** Task directions **
Beginning with the line below that contains "let name = dimension.display_name();" and ending with the line that contains "name, ignoring case.", copy every line exactly. Copy nothing else.
Exercise inputs section start
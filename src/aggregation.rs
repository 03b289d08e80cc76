use std::collections::{BTreeMap, HashMap};
use std::fmt;
use std::str::FromStr;

use log::debug;
use polars::prelude::*;
use serde::Serialize;

use crate::context::DataContext;
use crate::error::DashboardError;
use crate::schema::{mode, transaction};

/// Categorical field used as the group-by key of a chart.
#[derive(Debug, Clone, Copy, PartialEq, Eq, Hash, Serialize)]
pub enum Dimension {
    Gender,
    MaritalStatus,
    Age,
    CityCategory,
    Occupation,
}

#[derive(Debug, Clone, Copy, PartialEq, Eq, Hash, Serialize)]
#[serde(rename_all = "lowercase")]
pub enum ChartKind {
    Pie,
    Bar,
}

/// Static binding of a dimension to its column and its dashboard panel.
#[derive(Debug)]
pub struct DimensionBinding {
    pub dimension: Dimension,
    pub column: &'static str,
    pub display_name: &'static str,
    pub chart: ChartKind,
    pub component_id: &'static str,
}

/// Lookup table of the five supported dimensions, in [`Dimension`]
/// declaration order (which is also panel order).
pub static DIMENSIONS: [DimensionBinding; 5] = [
    DimensionBinding {
        dimension: Dimension::Gender,
        column: transaction::GENDER,
        display_name: "Gender",
        chart: ChartKind::Pie,
        component_id: "pie-chart-1",
    },
    DimensionBinding {
        dimension: Dimension::MaritalStatus,
        column: transaction::MARITAL_STATUS,
        display_name: "Marital Status",
        chart: ChartKind::Pie,
        component_id: "pie-chart-2",
    },
    DimensionBinding {
        dimension: Dimension::Age,
        column: transaction::AGE,
        display_name: "Age",
        chart: ChartKind::Bar,
        component_id: "bar-chart-1",
    },
    DimensionBinding {
        dimension: Dimension::CityCategory,
        column: transaction::CITY_CATEGORY,
        display_name: "City Category",
        chart: ChartKind::Bar,
        component_id: "bar-chart-2",
    },
    DimensionBinding {
        dimension: Dimension::Occupation,
        column: transaction::OCCUPATION,
        display_name: "Occupation",
        chart: ChartKind::Bar,
        component_id: "bar-chart-3",
    },
];

impl Dimension {
    pub const ALL: [Dimension; 5] = [
        Self::Gender,
        Self::MaritalStatus,
        Self::Age,
        Self::CityCategory,
        Self::Occupation,
    ];

    pub fn binding(self) -> &'static DimensionBinding {
        &DIMENSIONS[self as usize]
    }

    pub fn column(self) -> &'static str {
        self.binding().column
    }

    pub fn display_name(self) -> &'static str {
        self.binding().display_name
    }

    pub fn chart(self) -> ChartKind {
        self.binding().chart
    }

    /// Dimension bound to a dashboard component id (e.g. `pie-chart-1`).
    pub fn from_component(component_id: &str) -> Option<Self> {
        DIMENSIONS
            .iter()
            .find(|b| b.component_id == component_id)
            .map(|b| b.dimension)
    }

    /// Resolve a dimension by variant name (`MaritalStatus`), column name
    /// (`Marital_Status`) or display name (`Marital Status`), ignoring case.
    pub fn from_name(name: &str) -> Result<Self, DashboardError> {
        let wanted = fold_name(name);
        DIMENSIONS
            .iter()
            .find(|b| fold_name(b.column) == wanted || fold_name(b.display_name) == wanted)
            .map(|b| b.dimension)
            .ok_or_else(|| DashboardError::UnknownDimension(name.to_string()))
    }
}

impl FromStr for Dimension {
    type Err = DashboardError;

    fn from_str(s: &str) -> Result<Self, Self::Err> {
        Self::from_name(s)
    }
}

impl fmt::Display for Dimension {
    fn fmt(&self, f: &mut fmt::Formatter<'_>) -> fmt::Result {
        f.write_str(self.display_name())
    }
}

/// Aggregation applied within each group; one per selector value.
#[derive(Debug, Clone, Copy, PartialEq, Eq, Hash, Serialize)]
pub enum Mode {
    /// Distinct customers per category, over the demographic table.
    CustomerCount,
    /// Sum of `Purchase` per category, over the transaction table.
    PurchaseSum,
    /// Transaction rows per category.
    RecordCount,
}

impl Mode {
    pub const ALL: [Mode; 3] = [Self::CustomerCount, Self::PurchaseSum, Self::RecordCount];

    /// Value sent by the dashboard selector.
    pub fn selector_value(self) -> &'static str {
        match self {
            Self::CustomerCount => mode::COUNTER,
            Self::PurchaseSum => mode::PURCHASE,
            Self::RecordCount => mode::PRODUCTS,
        }
    }

    /// Label shown next to the selector option.
    pub fn label(self) -> &'static str {
        match self {
            Self::CustomerCount => "Count",
            Self::PurchaseSum => "Purchase",
            Self::RecordCount => "Product Counter",
        }
    }

    pub fn title(self, dimension: Dimension) -> String {
        let name = dimension.display_name();
        match self {
            Self::CustomerCount => format!("{name} Distribution"),
            Self::PurchaseSum => format!("{name} Purchase Distribution"),
            Self::RecordCount => format!("{name} Product counter Distribution"),
        }
    }

    /// Resolve a mode from its selector value or variant name, ignoring case.
    pub fn from_name(name: &str) -> Result<Self, DashboardError> {
        match fold_name(name).as_str() {
            "counter" | "count" | "customercount" => Ok(Self::CustomerCount),
            "purchase" | "purchasesum" => Ok(Self::PurchaseSum),
            "products" | "productcounter" | "recordcount" => Ok(Self::RecordCount),
            _ => Err(DashboardError::UnknownMode(name.to_string())),
        }
    }
}

impl FromStr for Mode {
    type Err = DashboardError;

    fn from_str(s: &str) -> Result<Self, Self::Err> {
        Self::from_name(s)
    }
}

fn fold_name(name: &str) -> String {
    name.chars()
        .filter(|c| !matches!(c, '_' | ' ' | '-'))
        .flat_map(char::to_lowercase)
        .collect()
}

// ── Result ──────────────────────────────────────────────────────────────────

/// Ordered category → value mapping handed to the view layer.
#[derive(Debug, Clone, PartialEq, Serialize)]
pub struct AggregationResult {
    pub dimension: Dimension,
    pub mode: Mode,
    pub title: String,
    pub labels: Vec<String>,
    pub values: Vec<f64>,
}

impl AggregationResult {
    pub fn len(&self) -> usize {
        self.labels.len()
    }

    pub fn is_empty(&self) -> bool {
        self.labels.is_empty()
    }

    pub fn total(&self) -> f64 {
        self.values.iter().sum()
    }

    pub fn get(&self, label: &str) -> Option<f64> {
        self.labels
            .iter()
            .position(|l| l == label)
            .map(|i| self.values[i])
    }

    pub fn iter(&self) -> impl Iterator<Item = (&str, f64)> + '_ {
        self.labels
            .iter()
            .map(String::as_str)
            .zip(self.values.iter().copied())
    }

    /// Turn an empty result into [`DashboardError::EmptyInput`].
    pub fn non_empty(self) -> Result<Self, DashboardError> {
        if self.is_empty() {
            Err(DashboardError::EmptyInput(self.title))
        } else {
            Ok(self)
        }
    }
}

// ── Grouping ────────────────────────────────────────────────────────────────

/// Group key in its natural order: numeric for integer columns, lexical for
/// strings. A single column only ever yields one variant.
#[derive(Debug, Clone, PartialEq, Eq, PartialOrd, Ord, Hash)]
pub enum GroupKey {
    Int(i64),
    Text(String),
}

impl fmt::Display for GroupKey {
    fn fmt(&self, f: &mut fmt::Formatter<'_>) -> fmt::Result {
        match self {
            Self::Int(v) => write!(f, "{v}"),
            Self::Text(s) => f.write_str(s),
        }
    }
}

/// Compute one chart's data for the given selector state.
pub fn aggregate(
    ctx: &DataContext,
    dimension: Dimension,
    mode: Mode,
) -> Result<AggregationResult, DashboardError> {
    let groups = match mode {
        Mode::CustomerCount => value_counts(ctx.demographics(), dimension)?,
        Mode::PurchaseSum => purchase_sums(ctx.transactions(), dimension)?,
        Mode::RecordCount => value_counts(ctx.transactions(), dimension)?,
    };
    debug!(
        "Aggregated {:?} by {:?}: {} categories",
        dimension,
        mode,
        groups.len()
    );

    let (labels, values): (Vec<String>, Vec<f64>) = groups
        .into_iter()
        .map(|(key, value)| (key.to_string(), value))
        .unzip();
    Ok(AggregationResult {
        dimension,
        mode,
        title: mode.title(dimension),
        labels,
        values,
    })
}

/// Like [`aggregate`], resolving the dimension by name first.
pub fn aggregate_by_name(
    ctx: &DataContext,
    dimension: &str,
    mode: Mode,
) -> Result<AggregationResult, DashboardError> {
    aggregate(ctx, Dimension::from_name(dimension)?, mode)
}

/// Rows per category, count descending. Ties keep first-seen order.
pub fn value_counts(
    table: &DataFrame,
    dimension: Dimension,
) -> Result<Vec<(GroupKey, f64)>, DashboardError> {
    let mut index: HashMap<GroupKey, usize> = HashMap::new();
    let mut counts: Vec<(GroupKey, u64)> = Vec::new();

    for key in group_keys(table, dimension)?.into_iter().flatten() {
        match index.get(&key) {
            Some(&i) => counts[i].1 += 1,
            None => {
                index.insert(key.clone(), counts.len());
                counts.push((key, 1));
            }
        }
    }

    // sort_by is stable
    counts.sort_by(|a, b| b.1.cmp(&a.1));
    Ok(counts
        .into_iter()
        .map(|(key, count)| (key, count as f64))
        .collect())
}

/// Sum of `Purchase` per category, key ascending.
pub fn purchase_sums(
    table: &DataFrame,
    dimension: Dimension,
) -> Result<Vec<(GroupKey, f64)>, DashboardError> {
    let keys = group_keys(table, dimension)?;
    let purchases = table
        .column(transaction::PURCHASE)
        .map_err(|_| DashboardError::ColumnNotFound(transaction::PURCHASE.to_string()))?
        .as_materialized_series()
        .cast(&DataType::Float64)?;
    let purchases = purchases.f64()?;

    let mut sums: BTreeMap<GroupKey, f64> = BTreeMap::new();
    for (key, amount) in keys.into_iter().zip(purchases.into_iter()) {
        if let Some(key) = key {
            *sums.entry(key).or_insert(0.0) += amount.unwrap_or(0.0);
        }
    }
    Ok(sums.into_iter().collect())
}

/// Per-row group keys of `dimension`; `None` for null cells.
fn group_keys(
    table: &DataFrame,
    dimension: Dimension,
) -> Result<Vec<Option<GroupKey>>, DashboardError> {
    let column = table
        .column(dimension.column())
        .map_err(|_| DashboardError::ColumnNotFound(dimension.column().to_string()))?;

    let keys: Vec<Option<GroupKey>> = match column.dtype() {
        DataType::String => column
            .str()?
            .into_iter()
            .map(|v| v.map(|s| GroupKey::Text(s.to_string())))
            .collect(),
        DataType::Int64 => column
            .as_materialized_series()
            .i64()?
            .into_iter()
            .map(|v| v.map(GroupKey::Int))
            .collect(),
        _ => {
            let cast = column.as_materialized_series().cast(&DataType::String)?;
            cast.str()?
                .into_iter()
                .map(|v| v.map(|s| GroupKey::Text(s.to_string())))
                .collect()
        }
    };
    Ok(keys)
}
Exercise inputs section end
** Task output **
        let name = dimension.display_name();
        match self {
            Self::CustomerCount => format!("{name} Distribution"),
            Self::PurchaseSum => format!("{name} Purchase Distribution"),
            Self::RecordCount => format!("{name} Product counter Distribution"),
        }
    }

    /// Resolve a mode from its selector value or variant name, ignoring case.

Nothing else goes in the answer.